To ensure that these metabolites show statistically significant differences among the three groups, we applied one-way ANOVA to further select the metabolites (Bonferroni adjusted P<10−5) belonging to the four major patterns (Fig. 5C). For the metabolites in patterns I and IV, the treatment of CTPsyn inhibition strongly influenced their levels compared to the control while the mutants with CTPsyn overexpression have no difference compared to the control. Glutamine belongs to pattern I and shows increased level in In compared to Wt and Oe (Fig. 5D). This can be explained by the fact that the inhibition of glutaminase activity of CTPsyn may lead to the accumulation of glutamine. The similar levels of glutamine between Oe and Wt groups suggest that the glutaminase activity of CTPsyn remains the same even after the overexpression of CTPsyn. These two major patterns support the idea that the CTPsyn sequestered in the cytoophidia filament has no CTPsyn-related enzymatic activity. For the metabolites in patterns II and III, the overexpression of CTPsyn strongly influenced their levels compared to the control and the group with CTPsyn inhibition. These groups of metabolites are unrelated to the canonical enzyme function of CTPsyn as they show no difference with the control after the inhibition of CTPsyn. These changes may be accounted for by the presence of Gal4 in the Oe group. However, some changes may be the result of metabolic functions of cytoophidia. In conclusion, our analysis of metabolome data supports the hypothesis that the formation of cytoophidia could sequester CTPsyn enzyme activity.

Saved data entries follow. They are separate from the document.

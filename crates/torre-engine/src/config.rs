//! Engine configuration from environment.

use std::env;
use std::io;
use std::path::PathBuf;

use torre_core::QueueKind;

/// Filesystem layout under the base directory: `dados/` holds registry and
/// queue files, `logs/` the audit history, `relatorios/` period reports.
#[derive(Debug, Clone)]
pub struct Config {
    pub base_dir: PathBuf,
}

impl Config {
    /// Resolve the base directory from `TORRE_BASE_DIR`, defaulting to
    /// `aero70` under the user's home (or the working directory when no
    /// home is known).
    pub fn from_env() -> Self {
        let base_dir = env::var("TORRE_BASE_DIR")
            .map(PathBuf::from)
            .unwrap_or_else(|_| {
                dirs::home_dir()
                    .unwrap_or_else(|| PathBuf::from("."))
                    .join("aero70")
            });
        Self { base_dir }
    }

    pub fn with_base_dir(base_dir: impl Into<PathBuf>) -> Self {
        Self {
            base_dir: base_dir.into(),
        }
    }

    pub fn data_dir(&self) -> PathBuf {
        self.base_dir.join("dados")
    }

    pub fn log_dir(&self) -> PathBuf {
        self.base_dir.join("logs")
    }

    pub fn report_dir(&self) -> PathBuf {
        self.base_dir.join("relatorios")
    }

    pub fn flight_plans_path(&self) -> PathBuf {
        self.data_dir().join("planos_voo.csv")
    }

    pub fn runways_path(&self) -> PathBuf {
        self.data_dir().join("pistas.txt")
    }

    pub fn fleet_path(&self) -> PathBuf {
        self.data_dir().join("frota.csv")
    }

    pub fn pilots_path(&self) -> PathBuf {
        self.data_dir().join("pilotos.csv")
    }

    pub fn weather_path(&self) -> PathBuf {
        self.data_dir().join("metar.txt")
    }

    pub fn advisories_path(&self) -> PathBuf {
        self.data_dir().join("notam.txt")
    }

    pub fn queue_path(&self, kind: QueueKind) -> PathBuf {
        match kind {
            QueueKind::Departure => self.data_dir().join("fila_decolagem.txt"),
            QueueKind::Arrival => self.data_dir().join("fila_pouso.txt"),
        }
    }

    pub fn audit_log_path(&self) -> PathBuf {
        self.log_dir().join("audit.log")
    }

    /// Create the directory layout. Registry files are never created here.
    pub fn ensure_dirs(&self) -> io::Result<()> {
        for dir in [self.data_dir(), self.log_dir(), self.report_dir()] {
            std::fs::create_dir_all(dir)?;
        }
        Ok(())
    }
}

#[cfg(test)]
mod tests {
    use super::*;

    #[test]
    fn paths_hang_off_the_base_dir() {
        let config = Config::with_base_dir("/tmp/torre-test");
        assert_eq!(
            config.flight_plans_path(),
            PathBuf::from("/tmp/torre-test/dados/planos_voo.csv")
        );
        assert_eq!(
            config.queue_path(QueueKind::Departure),
            PathBuf::from("/tmp/torre-test/dados/fila_decolagem.txt")
        );
        assert_eq!(
            config.queue_path(QueueKind::Arrival),
            PathBuf::from("/tmp/torre-test/dados/fila_pouso.txt")
        );
        assert_eq!(
            config.audit_log_path(),
            PathBuf::from("/tmp/torre-test/logs/audit.log")
        );
        assert_eq!(
            config.report_dir(),
            PathBuf::from("/tmp/torre-test/relatorios")
        );
    }

    #[test]
    fn ensure_dirs_builds_the_layout() {
        let tmp = tempfile::tempdir().unwrap();
        let config = Config::with_base_dir(tmp.path().join("base"));
        config.ensure_dirs().unwrap();
        assert!(config.data_dir().is_dir());
        assert!(config.log_dir().is_dir());
        assert!(config.report_dir().is_dir());
    }
}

Overexpression of CTPsyn only moderately increases CTP pool in human cells

According to previous studies, manipulations of certain conditions, such as glutamine deprivation or inhibition of GTP synthesis with drugs, could stimulate cytoophidium formation in some cells (Calise et al., 2014; Gou et al., 2014). To investigate the function of the cytoophidium in mammalian cells, 293T cells were transfected with a construct of mouse CTP synthase 1-GFP fusion protein (mCTPsyn1-GFP) which is driven by the EF1α promoter. Expression of mCTPS1 promoted assembly of cytoophidia in 293T cells in normal culture condition (Fig. 6A,B). Cytoophidia in mCTPS1-GFP expressing cells were significantly longer than those in normal 293T cells with or without DON treatment (Fig. 6B,C; supplementary material Fig. S4), indicating that more CTPsyn proteins accumulated in cytoophidium structure in cells expressing mCTPsyn1. We generated three stable cell lines overexpressing mCTPsyn1-GFP at approximately 6–8-fold higher than endogenous levels. (Fig. 6D,E). However, the intracellular CTP concentration only increased to 2-fold higher than that of wild-type cells indicating that CTPsyn activity does not increase linearly with protein concentration (Fig. 6F).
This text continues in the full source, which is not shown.